> **Exercise**
Retype all of the records shown beneath this task, exactly as they stand.

(Dataset records Opens)

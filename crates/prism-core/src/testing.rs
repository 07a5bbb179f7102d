//! Loopback HTTP stub used by the client, health, and supervisor tests.
//!
//! Serves canned responses per path over a real socket so that timeouts,
//! refused connections, and multipart bodies behave as they do in production.

use std::collections::HashMap;
use std::io::Read;
use std::net::{SocketAddr, TcpListener};
use std::sync::{Arc, Mutex};
use std::time::Duration;
use tiny_http::{Header, Request, Response, Server};

/// A canned response for one path.
#[derive(Debug, Clone)]
pub(crate) struct StubResponse {
    status: u16,
    content_type: Option<String>,
    body: Vec<u8>,
    delay: Duration,
}

impl StubResponse {
    pub(crate) fn json(status: u16, value: serde_json::Value) -> Self {
        Self::raw(status, "application/json", &value.to_string())
    }

    pub(crate) fn text(status: u16, body: &str) -> Self {
        Self::raw(status, "text/plain; charset=utf-8", body)
    }

    /// A body with an explicit (possibly misleading) content type.
    pub(crate) fn raw(status: u16, content_type: &str, body: &str) -> Self {
        Self {
            status,
            content_type: Some(content_type.to_string()),
            body: body.as_bytes().to_vec(),
            delay: Duration::ZERO,
        }
    }

    pub(crate) fn empty(status: u16) -> Self {
        Self {
            status,
            content_type: None,
            body: Vec::new(),
            delay: Duration::ZERO,
        }
    }

    /// Hold the response back for `delay` after the request is read.
    pub(crate) fn with_delay(mut self, delay: Duration) -> Self {
        self.delay = delay;
        self
    }
}

/// A request as seen by the stub.
#[derive(Debug, Clone)]
pub(crate) struct RecordedRequest {
    pub method: String,
    pub path: String,
    /// Header names are lowercased
    pub headers: Vec<(String, String)>,
    pub body: Vec<u8>,
}

impl RecordedRequest {
    pub(crate) fn header(&self, name: &str) -> Option<&str> {
        self.headers
            .iter()
            .find(|(k, _)| k == name)
            .map(|(_, v)| v.as_str())
    }

    pub(crate) fn body_text(&self) -> String {
        String::from_utf8_lossy(&self.body).into_owned()
    }
}

/// `tiny_http` server on an ephemeral port, stopped on drop.
pub(crate) struct StubServer {
    addr: SocketAddr,
    server: Arc<Server>,
    requests: Arc<Mutex<Vec<RecordedRequest>>>,
}

impl StubServer {
    /// Start serving `routes` on an ephemeral loopback port.
    pub(crate) fn start(routes: Vec<(&str, StubResponse)>) -> Self {
        let server = Arc::new(Server::http("127.0.0.1:0").unwrap());
        let addr = server.server_addr().to_ip().unwrap();
        let routes: Arc<HashMap<String, StubResponse>> = Arc::new(
            routes
                .into_iter()
                .map(|(path, resp)| (path.to_string(), resp))
                .collect(),
        );
        let requests = Arc::new(Mutex::new(Vec::new()));

        let accept = server.clone();
        let recorded = requests.clone();
        std::thread::spawn(move || {
            for request in accept.incoming_requests() {
                let routes = routes.clone();
                let recorded = recorded.clone();
                // One thread per request so a delayed route never blocks the others
                std::thread::spawn(move || serve(request, &routes, &recorded));
            }
        });

        Self {
            addr,
            server,
            requests,
        }
    }

    pub(crate) fn url(&self) -> String {
        format!("http://{}", self.addr)
    }

    pub(crate) fn port(&self) -> u16 {
        self.addr.port()
    }

    pub(crate) fn requests(&self) -> Vec<RecordedRequest> {
        self.requests.lock().unwrap().clone()
    }

    pub(crate) fn requests_to(&self, path: &str) -> usize {
        self.requests().iter().filter(|r| r.path == path).count()
    }
}

impl Drop for StubServer {
    fn drop(&mut self) {
        self.server.unblock();
    }
}

fn serve(
    mut request: Request,
    routes: &HashMap<String, StubResponse>,
    recorded: &Mutex<Vec<RecordedRequest>>,
) {
    let mut body = Vec::new();
    let _ = request.as_reader().read_to_end(&mut body);
    let path = request.url().to_string();
    recorded.lock().unwrap().push(RecordedRequest {
        method: request.method().to_string(),
        path: path.clone(),
        headers: request
            .headers()
            .iter()
            .map(|h| {
                (
                    h.field.as_str().as_str().to_ascii_lowercase(),
                    h.value.as_str().to_string(),
                )
            })
            .collect(),
        body,
    });

    let stub = routes
        .get(&path)
        .cloned()
        .unwrap_or_else(|| StubResponse::empty(404));
    if !stub.delay.is_zero() {
        std::thread::sleep(stub.delay);
    }

    let mut response = Response::from_data(stub.body).with_status_code(stub.status);
    if let Some(content_type) = &stub.content_type {
        response.add_header(Header::from_bytes("Content-Type", content_type.as_bytes()).unwrap());
    }
    // The client may have given up already (timeout tests)
    let _ = request.respond(response);
}

/// A loopback URL nothing is listening on.
pub(crate) fn closed_port_url() -> String {
    format!("http://127.0.0.1:{}", free_port())
}

/// A loopback port nothing is listening on.
pub(crate) fn free_port() -> u16 {
    let listener = TcpListener::bind("127.0.0.1:0").unwrap();
    listener.local_addr().unwrap().port()
}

(Dataset records Closes)

> **Exercise output**
filename crates/prism-core/src/testing.rs
repository 07a5bbb179f7102d
//! Loopback HTTP stub used by the client, health, and supervisor tests.
//!
//! Serves canned responses per path over a real socket so that timeouts,
//! refused connections, and multipart bodies behave as they do in production.

use std::collections::HashMap;
use std::io::Read;
use std::net::{SocketAddr, TcpListener};
use std::sync::{Arc, Mutex};
use std::time::Duration;
use tiny_http::{Header, Request, Response, Server};

/// A canned response for one path.
#[derive(Debug, Clone)]
pub(crate) struct StubResponse {
    status: u16,
    content_type: Option<String>,
    body: Vec<u8>,
    delay: Duration,
}

impl StubResponse {
    pub(crate) fn json(status: u16, value: serde_json::Value) -> Self {
        Self::raw(status, "application/json", &value.to_string())
    }

    pub(crate) fn text(status: u16, body: &str) -> Self {
        Self::raw(status, "text/plain; charset=utf-8", body)
    }

    /// A body with an explicit (possibly misleading) content type.
    pub(crate) fn raw(status: u16, content_type: &str, body: &str) -> Self {
        Self {
            status,
            content_type: Some(content_type.to_string()),
            body: body.as_bytes().to_vec(),
            delay: Duration::ZERO,
        }
    }

    pub(crate) fn empty(status: u16) -> Self {
        Self {
            status,
            content_type: None,
            body: Vec::new(),
            delay: Duration::ZERO,
        }
    }

    /// Hold the response back for `delay` after the request is read.
    pub(crate) fn with_delay(mut self, delay: Duration) -> Self {
        self.delay = delay;
        self
    }
}

/// A request as seen by the stub.
#[derive(Debug, Clone)]
pub(crate) struct RecordedRequest {
    pub method: String,
    pub path: String,
    /// Header names are lowercased
    pub headers: Vec<(String, String)>,
    pub body: Vec<u8>,
}

impl RecordedRequest {
    pub(crate) fn header(&self, name: &str) -> Option<&str> {
        self.headers
            .iter()
            .find(|(k, _)| k == name)
            .map(|(_, v)| v.as_str())
    }

    pub(crate) fn body_text(&self) -> String {
        String::from_utf8_lossy(&self.body).into_owned()
    }
}

/// `tiny_http` server on an ephemeral port, stopped on drop.
pub(crate) struct StubServer {
    addr: SocketAddr,
    server: Arc<Server>,
    requests: Arc<Mutex<Vec<RecordedRequest>>>,
}

impl StubServer {
    /// Start serving `routes` on an ephemeral loopback port.
    pub(crate) fn start(routes: Vec<(&str, StubResponse)>) -> Self {
        let server = Arc::new(Server::http("127.0.0.1:0").unwrap());
        let addr = server.server_addr().to_ip().unwrap();
        let routes: Arc<HashMap<String, StubResponse>> = Arc::new(
            routes
                .into_iter()
                .map(|(path, resp)| (path.to_string(), resp))
                .collect(),
        );
        let requests = Arc::new(Mutex::new(Vec::new()));

        let accept = server.clone();
        let recorded = requests.clone();
        std::thread::spawn(move || {
            for request in accept.incoming_requests() {
                let routes = routes.clone();
                let recorded = recorded.clone();
                // One thread per request so a delayed route never blocks the others
                std::thread::spawn(move || serve(request, &routes, &recorded));
            }
        });

        Self {
            addr,
            server,
            requests,
        }
    }

    pub(crate) fn url(&self) -> String {
        format!("http://{}", self.addr)
    }

    pub(crate) fn port(&self) -> u16 {
        self.addr.port()
    }

    pub(crate) fn requests(&self) -> Vec<RecordedRequest> {
        self.requests.lock().unwrap().clone()
    }

    pub(crate) fn requests_to(&self, path: &str) -> usize {
        self.requests().iter().filter(|r| r.path == path).count()
    }
}

impl Drop for StubServer {
    fn drop(&mut self) {
        self.server.unblock();
    }
}

fn serve(
    mut request: Request,
    routes: &HashMap<String, StubResponse>,
    recorded: &Mutex<Vec<RecordedRequest>>,
) {
    let mut body = Vec::new();
    let _ = request.as_reader().read_to_end(&mut body);
    let path = request.url().to_string();
    recorded.lock().unwrap().push(RecordedRequest {
        method: request.method().to_string(),
        path: path.clone(),
        headers: request
            .headers()
            .iter()
            .map(|h| {
                (
                    h.field.as_str().as_str().to_ascii_lowercase(),
                    h.value.as_str().to_string(),
                )
            })
            .collect(),
        body,
    });

    let stub = routes
        .get(&path)
        .cloned()
        .unwrap_or_else(|| StubResponse::empty(404));
    if !stub.delay.is_zero() {
        std::thread::sleep(stub.delay);
    }

    let mut response = Response::from_data(stub.body).with_status_code(stub.status);
    if let Some(content_type) = &stub.content_type {
        response.add_header(Header::from_bytes("Content-Type", content_type.as_bytes()).unwrap());
    }
    // The client may have given up already (timeout tests)
    let _ = request.respond(response);
}

/// A loopback URL nothing is listening on.
pub(crate) fn closed_port_url() -> String {
    format!("http://127.0.0.1:{}", free_port())
}

/// A loopback port nothing is listening on.
pub(crate) fn free_port() -> u16 {
    let listener = TcpListener::bind("127.0.0.1:0").unwrap();
    listener.local_addr().unwrap().port()
}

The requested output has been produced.